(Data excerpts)
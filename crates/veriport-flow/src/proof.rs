// SPDX-License-Identifier: Apache-2.0
//
// Claims derivation and the proof/submission boundary.
//
// Verified document and biometric data is projected into a small `Claims`
// struct, reduced to boolean clauses, and handed to a `ProofBackend`. The
// built-in backend is openly simulated: it hashes the canonical claims JSON
// with SHA-256, producing a stable artifact for the same input rather than
// pretending to be a zero-knowledge circuit. Real provers implement the same
// trait.

use chrono::{DateTime, Datelike, NaiveDate, Utc};
use serde::{Deserialize, Serialize};
use sha2::{Digest, Sha256};
use tracing::{debug, info, instrument};
use veriport_core::error::{Result, VeriportError};
use veriport_core::types::{Claims, DocumentFields};
use veriport_document::mrz::{resolve_dob_year, resolve_expiry_year};

/// Days of remaining validity required by the `validity_6m` clause.
const VALIDITY_WINDOW_DAYS: i64 = 180;
/// Age in years required by the `adult` clause.
const ADULT_AGE_YEARS: i32 = 18;

/// Project decoded MRZ fields plus the face score into [`Claims`].
///
/// The two-digit MRZ years are resolved here: birth years pivot on
/// `dob_pivot` (at or above → 1900s), expiry years land in the unique
/// century within `(today - 100, today + horizon]` years.
///
/// # Errors
///
/// [`VeriportError::DecodeIncomplete`] when either date is not a calendar
/// date.
pub fn claims_from_fields(
    fields: &DocumentFields,
    face_match_score: f32,
    dob_pivot: u32,
    expiry_horizon_years: i32,
    today: NaiveDate,
) -> Result<Claims> {
    let date_of_birth = parse_mrz_date(&fields.date_of_birth, |yy| {
        resolve_dob_year(yy, dob_pivot)
    })?;
    let date_of_expiry = parse_mrz_date(&fields.date_of_expiry, |yy| {
        resolve_expiry_year(yy, today.year(), expiry_horizon_years)
    })?;

    Ok(Claims {
        name: fields.name.clone(),
        date_of_birth,
        date_of_expiry,
        country_code: fields.issuing_country.clone(),
        face_match_score,
    })
}

fn parse_mrz_date(yymmdd: &str, resolve_year: impl Fn(u32) -> i32) -> Result<NaiveDate> {
    let malformed = || VeriportError::DecodeIncomplete(format!("malformed MRZ date {yymmdd:?}"));

    if yymmdd.len() != 6 || !yymmdd.chars().all(|c| c.is_ascii_digit()) {
        return Err(malformed());
    }
    let yy: u32 = yymmdd[0..2].parse().map_err(|_| malformed())?;
    let mm: u32 = yymmdd[2..4].parse().map_err(|_| malformed())?;
    let dd: u32 = yymmdd[4..6].parse().map_err(|_| malformed())?;

    NaiveDate::from_ymd_opt(resolve_year(yy), mm, dd).ok_or_else(malformed)
}

/// Reduce claims to the boolean clauses the proof attests to.
///
/// Only clauses that hold are emitted; an absent clause is an absent
/// attestation, never a negative one.
#[instrument(skip_all)]
pub fn derive_clauses(claims: &Claims, threshold: f32, today: NaiveDate) -> Vec<String> {
    let mut clauses = Vec::with_capacity(4);

    if age_in_years(claims.date_of_birth, today) >= ADULT_AGE_YEARS {
        clauses.push("adult:true".to_string());
    }
    if !claims.country_code.is_empty() {
        clauses.push(format!("country:{}:true", claims.country_code));
    }
    if (claims.date_of_expiry - today).num_days() > VALIDITY_WINDOW_DAYS {
        clauses.push("validity_6m:true".to_string());
    }
    if claims.face_match_score >= threshold {
        clauses.push("facial_match:true".to_string());
    }

    debug!(count = clauses.len(), "derived proof clauses");
    clauses
}

fn age_in_years(dob: NaiveDate, today: NaiveDate) -> i32 {
    let mut age = today.year() - dob.year();
    if (today.month(), today.day()) < (dob.month(), dob.day()) {
        age -= 1;
    }
    age
}

/// The generated proof: an opaque hash over the attested clauses.
#[derive(Debug, Clone, PartialEq, Serialize, Deserialize)]
pub struct ProofArtifact {
    /// Hex-encoded digest binding the claims and clauses.
    pub hash: String,
    pub clauses: Vec<String>,
    pub generated_at: DateTime<Utc>,
}

/// Acknowledgement from the submission backend.
#[derive(Debug, Clone, PartialEq, Serialize, Deserialize)]
pub struct SubmissionReceipt {
    pub transaction_id: String,
    pub submitted_at: DateTime<Utc>,
}

/// Generates a proof artifact from claims and clauses.
pub trait ProofBackend: Send + Sync {
    fn generate(&self, claims: &Claims, clauses: &[String]) -> Result<ProofArtifact>;
}

/// Submits a generated proof, returning an opaque receipt.
pub trait Submitter: Send + Sync {
    fn submit(&self, artifact: &ProofArtifact) -> Result<SubmissionReceipt>;
}

/// Deterministic stand-in prover: SHA-256 over the canonical claims JSON
/// plus the clause list. The same claims always yield the same hash.
#[derive(Debug, Clone, Default)]
pub struct SimulatedProver;

impl ProofBackend for SimulatedProver {
    #[instrument(skip_all)]
    fn generate(&self, claims: &Claims, clauses: &[String]) -> Result<ProofArtifact> {
        let canonical = serde_json::to_vec(claims)?;

        let mut hasher = Sha256::new();
        hasher.update(&canonical);
        for clause in clauses {
            hasher.update(clause.as_bytes());
            hasher.update([0u8]);
        }
        let hash = hex::encode(hasher.finalize());

        info!(clauses = clauses.len(), "simulated proof generated");
        Ok(ProofArtifact {
            hash,
            clauses: clauses.to_vec(),
            generated_at: Utc::now(),
        })
    }
}

/// Submission backend that acknowledges locally, deriving the transaction id
/// from the proof hash.
#[derive(Debug, Clone, Default)]
pub struct SimulatedLedger;

impl Submitter for SimulatedLedger {
    fn submit(&self, artifact: &ProofArtifact) -> Result<SubmissionReceipt> {
        let short = artifact.hash.get(..16).unwrap_or(&artifact.hash);
        Ok(SubmissionReceipt {
            transaction_id: format!("sim-{short}"),
            submitted_at: Utc::now(),
        })
    }
}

**What is expected**
Would you set down all of the entries again, word for word?

**Your response**
filename crates/veriport-flow/src/proof.rs
// SPDX-License-Identifier: Apache-2.0
//
// Claims derivation and the proof/submission boundary.
//
// Verified document and biometric data is projected into a small `Claims`
// struct, reduced to boolean clauses, and handed to a `ProofBackend`. The
// built-in backend is openly simulated: it hashes the canonical claims JSON
// with SHA-256, producing a stable artifact for the same input rather than
// pretending to be a zero-knowledge circuit. Real provers implement the same
// trait.

use chrono::{DateTime, Datelike, NaiveDate, Utc};
use serde::{Deserialize, Serialize};
use sha2::{Digest, Sha256};
use tracing::{debug, info, instrument};
use veriport_core::error::{Result, VeriportError};
use veriport_core::types::{Claims, DocumentFields};
use veriport_document::mrz::{resolve_dob_year, resolve_expiry_year};

/// Days of remaining validity required by the `validity_6m` clause.
const VALIDITY_WINDOW_DAYS: i64 = 180;
/// Age in years required by the `adult` clause.
const ADULT_AGE_YEARS: i32 = 18;

/// Project decoded MRZ fields plus the face score into [`Claims`].
///
/// The two-digit MRZ years are resolved here: birth years pivot on
/// `dob_pivot` (at or above → 1900s), expiry years land in the unique
/// century within `(today - 100, today + horizon]` years.
///
/// # Errors
///
/// [`VeriportError::DecodeIncomplete`] when either date is not a calendar
/// date.
pub fn claims_from_fields(
    fields: &DocumentFields,
    face_match_score: f32,
    dob_pivot: u32,
    expiry_horizon_years: i32,
    today: NaiveDate,
) -> Result<Claims> {
    let date_of_birth = parse_mrz_date(&fields.date_of_birth, |yy| {
        resolve_dob_year(yy, dob_pivot)
    })?;
    let date_of_expiry = parse_mrz_date(&fields.date_of_expiry, |yy| {
        resolve_expiry_year(yy, today.year(), expiry_horizon_years)
    })?;

    Ok(Claims {
        name: fields.name.clone(),
        date_of_birth,
        date_of_expiry,
        country_code: fields.issuing_country.clone(),
        face_match_score,
    })
}

fn parse_mrz_date(yymmdd: &str, resolve_year: impl Fn(u32) -> i32) -> Result<NaiveDate> {
    let malformed = || VeriportError::DecodeIncomplete(format!("malformed MRZ date {yymmdd:?}"));

    if yymmdd.len() != 6 || !yymmdd.chars().all(|c| c.is_ascii_digit()) {
        return Err(malformed());
    }
    let yy: u32 = yymmdd[0..2].parse().map_err(|_| malformed())?;
    let mm: u32 = yymmdd[2..4].parse().map_err(|_| malformed())?;
    let dd: u32 = yymmdd[4..6].parse().map_err(|_| malformed())?;

    NaiveDate::from_ymd_opt(resolve_year(yy), mm, dd).ok_or_else(malformed)
}

/// Reduce claims to the boolean clauses the proof attests to.
///
/// Only clauses that hold are emitted; an absent clause is an absent
/// attestation, never a negative one.
#[instrument(skip_all)]
pub fn derive_clauses(claims: &Claims, threshold: f32, today: NaiveDate) -> Vec<String> {
    let mut clauses = Vec::with_capacity(4);

    if age_in_years(claims.date_of_birth, today) >= ADULT_AGE_YEARS {
        clauses.push("adult:true".to_string());
    }
    if !claims.country_code.is_empty() {
        clauses.push(format!("country:{}:true", claims.country_code));
    }
    if (claims.date_of_expiry - today).num_days() > VALIDITY_WINDOW_DAYS {
        clauses.push("validity_6m:true".to_string());
    }
    if claims.face_match_score >= threshold {
        clauses.push("facial_match:true".to_string());
    }

    debug!(count = clauses.len(), "derived proof clauses");
    clauses
}

fn age_in_years(dob: NaiveDate, today: NaiveDate) -> i32 {
    let mut age = today.year() - dob.year();
    if (today.month(), today.day()) < (dob.month(), dob.day()) {
        age -= 1;
    }
    age
}

/// The generated proof: an opaque hash over the attested clauses.
#[derive(Debug, Clone, PartialEq, Serialize, Deserialize)]
pub struct ProofArtifact {
    /// Hex-encoded digest binding the claims and clauses.
    pub hash: String,
    pub clauses: Vec<String>,
    pub generated_at: DateTime<Utc>,
}

/// Acknowledgement from the submission backend.
#[derive(Debug, Clone, PartialEq, Serialize, Deserialize)]
pub struct SubmissionReceipt {
    pub transaction_id: String,
    pub submitted_at: DateTime<Utc>,
}

/// Generates a proof artifact from claims and clauses.
pub trait ProofBackend: Send + Sync {
    fn generate(&self, claims: &Claims, clauses: &[String]) -> Result<ProofArtifact>;
}

/// Submits a generated proof, returning an opaque receipt.
pub trait Submitter: Send + Sync {
    fn submit(&self, artifact: &ProofArtifact) -> Result<SubmissionReceipt>;
}

/// Deterministic stand-in prover: SHA-256 over the canonical claims JSON
/// plus the clause list. The same claims always yield the same hash.
#[derive(Debug, Clone, Default)]
pub struct SimulatedProver;

impl ProofBackend for SimulatedProver {
    #[instrument(skip_all)]
    fn generate(&self, claims: &Claims, clauses: &[String]) -> Result<ProofArtifact> {
        let canonical = serde_json::to_vec(claims)?;

        let mut hasher = Sha256::new();
        hasher.update(&canonical);
        for clause in clauses {
            hasher.update(clause.as_bytes());
            hasher.update([0u8]);
        }
        let hash = hex::encode(hasher.finalize());

        info!(clauses = clauses.len(), "simulated proof generated");
        Ok(ProofArtifact {
            hash,
            clauses: clauses.to_vec(),
            generated_at: Utc::now(),
        })
    }
}

/// Submission backend that acknowledges locally, deriving the transaction id
/// from the proof hash.
#[derive(Debug, Clone, Default)]
pub struct SimulatedLedger;

impl Submitter for SimulatedLedger {
    fn submit(&self, artifact: &ProofArtifact) -> Result<SubmissionReceipt> {
        let short = artifact.hash.get(..16).unwrap_or(&artifact.hash);
        Ok(SubmissionReceipt {
            transaction_id: format!("sim-{short}"),
            submitted_at: Utc::now(),
        })
    }
}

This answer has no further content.